Степень нужды и опасности, нарушение старых связей, абстрактный, специализированный характер всякой деятельности и ее темп все сильнее изолируют друг от друга отдельные позиции и питают в человеке чувство затерянности в непроходимых дебрях мнений, происшествий, интересов. То, что проявляется здесь в построении систем, в пророчествах и призывах к вере, похоже на вспышки прожекторов, в лучах которых свет и тень быстро меняются местами и которые оставляют после себя еще большую неопределенность, еще более глубокий мрак. Все это — новые способы деления, которому сознание подвергает бытие, и от которого, в сущности, мало что меняется. К наиболее удивительным переживаниям относится знакомство с так называемыми ведущими умами эпохи и с тем, насколько она вопреки этим умам сохраняет свою направленность и закономерность.

Ибо вопреки всему в основании этой путаницы лежит некий общий знаменатель, суть которого, правда, состоит вовсе не в том, что грезится плоской соглашательской воле. Вера в осмысленность нашего мира возникает не только в силу необходимости, которая вовсе не обязательно ослабляет линии боевой позиции, какой бы вид она ни имела, а напротив, задействует подлинные силы времени, — эта вера характеризует также всякую позицию, у которой еще есть будущее. Тот факт, что в якобы чисто динамическом состоянии, где не видно никаких координатных осей, достичь безопасности, конечно, становится труднее, чем когда бы то ни было, — очевиден и заслуживает приветствия после ухода того поколения, которому свойственно было обманчивое самодовольство и эффектные позы.

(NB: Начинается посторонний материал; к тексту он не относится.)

//! Log level definitions and the level gate

use super::error::LoggerError;
use serde::{Deserialize, Serialize};
use std::fmt;
use std::str::FromStr;

#[derive(Debug, Clone, Copy, PartialEq, Eq, PartialOrd, Ord, Hash, Default, Serialize, Deserialize)]
#[serde(rename_all = "lowercase")]
#[repr(u8)]
pub enum LogLevel {
    Debug = 0,
    #[default]
    Info = 1,
    Warn = 2,
    Error = 3,
    Fatal = 4,
}

impl LogLevel {
    /// All levels in ascending severity order
    pub const ALL: [LogLevel; 5] = [
        LogLevel::Debug,
        LogLevel::Info,
        LogLevel::Warn,
        LogLevel::Error,
        LogLevel::Fatal,
    ];

    pub fn as_str(&self) -> &'static str {
        match self {
            LogLevel::Debug => "debug",
            LogLevel::Info => "info",
            LogLevel::Warn => "warn",
            LogLevel::Error => "error",
            LogLevel::Fatal => "fatal",
        }
    }

    /// Uppercase label used by human-readable output
    pub fn to_upper_str(&self) -> &'static str {
        match self {
            LogLevel::Debug => "DEBUG",
            LogLevel::Info => "INFO",
            LogLevel::Warn => "WARN",
            LogLevel::Error => "ERROR",
            LogLevel::Fatal => "FATAL",
        }
    }

    /// Map a raw integer severity onto a level, `None` when out of range
    pub fn from_repr(raw: i32) -> Option<Self> {
        match raw {
            0 => Some(LogLevel::Debug),
            1 => Some(LogLevel::Info),
            2 => Some(LogLevel::Warn),
            3 => Some(LogLevel::Error),
            4 => Some(LogLevel::Fatal),
            _ => None,
        }
    }

    /// Label for a raw integer severity
    ///
    /// Unknown values yield an empty string rather than an error.
    ///
    /// ```
    /// use leveled_logger::LogLevel;
    ///
    /// assert_eq!(LogLevel::label_of(2), "warn");
    /// assert_eq!(LogLevel::label_of(42), "");
    /// ```
    pub fn label_of(raw: i32) -> &'static str {
        Self::from_repr(raw).map(|level| level.as_str()).unwrap_or("")
    }

    /// Whether a message at `self` passes a gate configured at `min`
    #[inline]
    pub fn enabled_at(self, min: LogLevel) -> bool {
        should_log(min, self)
    }
}

/// Level gate: `candidate` is emitted iff it is at least `configured`.
#[inline]
pub fn should_log(configured: LogLevel, candidate: LogLevel) -> bool {
    candidate >= configured
}

impl fmt::Display for LogLevel {
    fn fmt(&self, f: &mut fmt::Formatter<'_>) -> fmt::Result {
        f.write_str(self.as_str())
    }
}

impl FromStr for LogLevel {
    type Err = LoggerError;

    fn from_str(s: &str) -> Result<Self, Self::Err> {
        match s.trim().to_lowercase().as_str() {
            "debug" => Ok(LogLevel::Debug),
            "info" => Ok(LogLevel::Info),
            "warn" | "warning" => Ok(LogLevel::Warn),
            "error" => Ok(LogLevel::Error),
            "fatal" => Ok(LogLevel::Fatal),
            _ => Err(LoggerError::invalid_level(s)),
        }
    }
}

impl From<LogLevel> for i32 {
    fn from(level: LogLevel) -> Self {
        level as i32
    }
}
//! Basic usage example for leveled_logger

use leveled_logger::prelude::*;
use leveled_logger::{fields, info, warn};
use std::time::Duration;

fn handle_request(logger: &dyn Log, path: &str) {
    logger.debug("routing request", &fields! { "path" => path });
    logger.info(
        "request handled",
        &fields! {
            "path" => path,
            "status" => 200,
            "latency" => Duration::from_millis(12),
        },
    );
}

fn main() -> Result<()> {
    println!("=== Leveled Logger Basic Usage ===\n");

    // Structured JSON logger on stdout
    let logger = StructuredLogger::builder()
        .level(LogLevel::Info)
        .output(OutputTarget::Stdout)
        .build()?;

    println!("1. Structured logging at info:");
    handle_request(&logger, "/health");
    logger.warn("cache nearly full", &fields! { "used" => 0.93, "shard" => 4_i64 });
    logger.error("upstream failed", &fields! { "retrying" => true });

    println!("\n2. Macro forms:");
    info!(logger, "using the info! macro", { "user_id" => 12345_i64 });
    warn!(logger, "no fields needed");

    println!("\n3. Swapping in a console logger:");
    let console = ConsoleLogger::new(LogLevel::Debug);
    handle_request(&console, "/users");

    println!("\n4. Disabling output with the no-op logger:");
    handle_request(&NopLogger::default(), "/silent");

    println!("\n5. Fatal with a non-terminating exit callback:");
    let guarded = StructuredLogger::builder()
        .level(LogLevel::Info)
        .exit_func(|code| println!("(exit({}) intercepted)", code))
        .build()?;
    guarded.fatal("unrecoverable state", &fields! { "component" => "demo" });

    logger.flush()?;
    println!("\n=== Done ===");
    Ok(())
}
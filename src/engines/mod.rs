//! Engine implementations

pub mod json;

pub use json::{EncoderConfig, JsonEngine};

pub use crate::core::Engine;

Свободу можно ощутить не в точках претерпевания, но в точках деятельности, действенного превращения мира. Где бы ни были разбросаны носители действительной силы — каждый из них когда-нибудь с достоверностью почувствует, что по ту сторону эмпирических отношений, по ту сторону интересов он глубочайшим образом связан со своим пространством и своим временем. Эта причастность, это редкое и мучительное счастье, которому на какие-то мгновения становится причастно существование, есть знак того, что оно принадлежит материи не только природы, но и истории — что оно познаёт свою задачу. Но эта приверженность делу столь плотно примыкает к границам, к пределам, у которых творческие силы вливаются в пространственно-временные структуры, что становится наглядной лишь на большом расстоянии.